About this task » Present an exact copy of each line below.

Provided entries Block Start

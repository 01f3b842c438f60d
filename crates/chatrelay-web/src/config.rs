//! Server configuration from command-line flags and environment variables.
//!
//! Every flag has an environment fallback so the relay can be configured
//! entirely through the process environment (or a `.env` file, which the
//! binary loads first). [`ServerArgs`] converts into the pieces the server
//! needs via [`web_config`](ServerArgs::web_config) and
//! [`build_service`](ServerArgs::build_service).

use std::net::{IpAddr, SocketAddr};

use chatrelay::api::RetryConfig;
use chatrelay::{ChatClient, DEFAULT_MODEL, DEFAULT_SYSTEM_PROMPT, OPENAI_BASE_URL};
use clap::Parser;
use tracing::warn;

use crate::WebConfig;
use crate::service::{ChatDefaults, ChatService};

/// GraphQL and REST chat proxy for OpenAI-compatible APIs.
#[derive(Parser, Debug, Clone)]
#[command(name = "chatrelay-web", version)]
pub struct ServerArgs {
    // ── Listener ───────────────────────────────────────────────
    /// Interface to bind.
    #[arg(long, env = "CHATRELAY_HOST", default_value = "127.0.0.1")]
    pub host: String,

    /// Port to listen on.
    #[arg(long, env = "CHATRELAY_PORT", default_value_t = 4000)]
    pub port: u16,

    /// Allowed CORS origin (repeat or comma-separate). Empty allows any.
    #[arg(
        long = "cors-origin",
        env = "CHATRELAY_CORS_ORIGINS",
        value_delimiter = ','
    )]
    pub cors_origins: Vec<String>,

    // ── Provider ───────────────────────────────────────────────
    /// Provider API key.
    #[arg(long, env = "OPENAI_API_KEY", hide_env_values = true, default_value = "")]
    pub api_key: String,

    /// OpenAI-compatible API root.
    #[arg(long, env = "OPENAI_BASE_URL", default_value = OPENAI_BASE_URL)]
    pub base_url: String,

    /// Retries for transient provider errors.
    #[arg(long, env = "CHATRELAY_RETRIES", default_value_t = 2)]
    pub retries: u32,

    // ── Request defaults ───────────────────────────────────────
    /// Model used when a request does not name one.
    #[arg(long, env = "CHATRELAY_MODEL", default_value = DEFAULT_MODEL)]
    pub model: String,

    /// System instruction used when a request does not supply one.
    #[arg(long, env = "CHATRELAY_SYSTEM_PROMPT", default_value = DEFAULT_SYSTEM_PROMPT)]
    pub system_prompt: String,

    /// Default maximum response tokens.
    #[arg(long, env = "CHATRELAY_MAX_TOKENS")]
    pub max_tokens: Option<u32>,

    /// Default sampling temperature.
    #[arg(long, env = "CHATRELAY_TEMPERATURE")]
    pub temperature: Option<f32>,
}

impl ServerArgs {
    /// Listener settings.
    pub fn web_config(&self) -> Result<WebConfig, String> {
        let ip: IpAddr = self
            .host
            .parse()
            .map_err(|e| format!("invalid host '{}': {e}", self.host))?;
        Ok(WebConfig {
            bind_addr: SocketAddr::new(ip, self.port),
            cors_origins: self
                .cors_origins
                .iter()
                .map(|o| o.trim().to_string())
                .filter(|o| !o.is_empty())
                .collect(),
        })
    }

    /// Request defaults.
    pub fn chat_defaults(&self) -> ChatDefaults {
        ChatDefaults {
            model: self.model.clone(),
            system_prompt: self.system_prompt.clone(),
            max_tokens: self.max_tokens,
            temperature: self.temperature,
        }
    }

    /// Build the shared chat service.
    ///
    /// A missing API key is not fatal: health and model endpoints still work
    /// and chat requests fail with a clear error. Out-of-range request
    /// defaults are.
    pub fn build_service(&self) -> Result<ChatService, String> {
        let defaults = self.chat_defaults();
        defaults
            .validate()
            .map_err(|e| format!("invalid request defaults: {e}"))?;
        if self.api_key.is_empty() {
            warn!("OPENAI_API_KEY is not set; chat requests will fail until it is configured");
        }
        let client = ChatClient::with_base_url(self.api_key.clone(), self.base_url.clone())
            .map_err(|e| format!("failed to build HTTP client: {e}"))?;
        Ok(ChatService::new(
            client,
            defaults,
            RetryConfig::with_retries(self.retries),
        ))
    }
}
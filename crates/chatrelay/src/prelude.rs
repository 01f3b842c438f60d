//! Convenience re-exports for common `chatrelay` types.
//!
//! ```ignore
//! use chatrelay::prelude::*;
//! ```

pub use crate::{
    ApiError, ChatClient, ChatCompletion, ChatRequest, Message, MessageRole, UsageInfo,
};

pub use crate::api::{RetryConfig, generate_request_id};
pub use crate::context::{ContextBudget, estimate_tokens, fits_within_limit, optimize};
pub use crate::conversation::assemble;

Provided entries Block End

Task output »
repository 01f3b842c438f60d
filename crates/chatrelay-web/src/config.rs
//! Server configuration from command-line flags and environment variables.
//!
//! Every flag has an environment fallback so the relay can be configured
//! entirely through the process environment (or a `.env` file, which the
//! binary loads first). [`ServerArgs`] converts into the pieces the server
//! needs via [`web_config`](ServerArgs::web_config) and
//! [`build_service`](ServerArgs::build_service).

use std::net::{IpAddr, SocketAddr};

use chatrelay::api::RetryConfig;
use chatrelay::{ChatClient, DEFAULT_MODEL, DEFAULT_SYSTEM_PROMPT, OPENAI_BASE_URL};
use clap::Parser;
use tracing::warn;

use crate::WebConfig;
use crate::service::{ChatDefaults, ChatService};

/// GraphQL and REST chat proxy for OpenAI-compatible APIs.
#[derive(Parser, Debug, Clone)]
#[command(name = "chatrelay-web", version)]
pub struct ServerArgs {
    // ── Listener ───────────────────────────────────────────────
    /// Interface to bind.
    #[arg(long, env = "CHATRELAY_HOST", default_value = "127.0.0.1")]
    pub host: String,

    /// Port to listen on.
    #[arg(long, env = "CHATRELAY_PORT", default_value_t = 4000)]
    pub port: u16,

    /// Allowed CORS origin (repeat or comma-separate). Empty allows any.
    #[arg(
        long = "cors-origin",
        env = "CHATRELAY_CORS_ORIGINS",
        value_delimiter = ','
    )]
    pub cors_origins: Vec<String>,

    // ── Provider ───────────────────────────────────────────────
    /// Provider API key.
    #[arg(long, env = "OPENAI_API_KEY", hide_env_values = true, default_value = "")]
    pub api_key: String,

    /// OpenAI-compatible API root.
    #[arg(long, env = "OPENAI_BASE_URL", default_value = OPENAI_BASE_URL)]
    pub base_url: String,

    /// Retries for transient provider errors.
    #[arg(long, env = "CHATRELAY_RETRIES", default_value_t = 2)]
    pub retries: u32,

    // ── Request defaults ───────────────────────────────────────
    /// Model used when a request does not name one.
    #[arg(long, env = "CHATRELAY_MODEL", default_value = DEFAULT_MODEL)]
    pub model: String,

    /// System instruction used when a request does not supply one.
    #[arg(long, env = "CHATRELAY_SYSTEM_PROMPT", default_value = DEFAULT_SYSTEM_PROMPT)]
    pub system_prompt: String,

    /// Default maximum response tokens.
    #[arg(long, env = "CHATRELAY_MAX_TOKENS")]
    pub max_tokens: Option<u32>,

    /// Default sampling temperature.
    #[arg(long, env = "CHATRELAY_TEMPERATURE")]
    pub temperature: Option<f32>,
}

impl ServerArgs {
    /// Listener settings.
    pub fn web_config(&self) -> Result<WebConfig, String> {
        let ip: IpAddr = self
            .host
            .parse()
            .map_err(|e| format!("invalid host '{}': {e}", self.host))?;
        Ok(WebConfig {
            bind_addr: SocketAddr::new(ip, self.port),
            cors_origins: self
                .cors_origins
                .iter()
                .map(|o| o.trim().to_string())
                .filter(|o| !o.is_empty())
                .collect(),
        })
    }

    /// Request defaults.
    pub fn chat_defaults(&self) -> ChatDefaults {
        ChatDefaults {
            model: self.model.clone(),
            system_prompt: self.system_prompt.clone(),
            max_tokens: self.max_tokens,
            temperature: self.temperature,
        }
    }

    /// Build the shared chat service.
    ///
    /// A missing API key is not fatal: health and model endpoints still work
    /// and chat requests fail with a clear error. Out-of-range request
    /// defaults are.
    pub fn build_service(&self) -> Result<ChatService, String> {
        let defaults = self.chat_defaults();
        defaults
            .validate()
            .map_err(|e| format!("invalid request defaults: {e}"))?;
        if self.api_key.is_empty() {
            warn!("OPENAI_API_KEY is not set; chat requests will fail until it is configured");
        }
        let client = ChatClient::with_base_url(self.api_key.clone(), self.base_url.clone())
            .map_err(|e| format!("failed to build HTTP client: {e}"))?;
        Ok(ChatService::new(
            client,
            defaults,
            RetryConfig::with_retries(self.retries),
        ))
    }
}
filename crates/chatrelay/src/prelude.rs
repository 01f3b842c438f60d
//! Convenience re-exports for common `chatrelay` types.
//!
//! ```ignore
//! use chatrelay::prelude::*;
//! ```

pub use crate::{
    ApiError, ChatClient, ChatCompletion, ChatRequest, Message, MessageRole, UsageInfo,
};

pub use crate::api::{RetryConfig, generate_request_id};
pub use crate::context::{ContextBudget, estimate_tokens, fits_within_limit, optimize};
pub use crate::conversation::assemble;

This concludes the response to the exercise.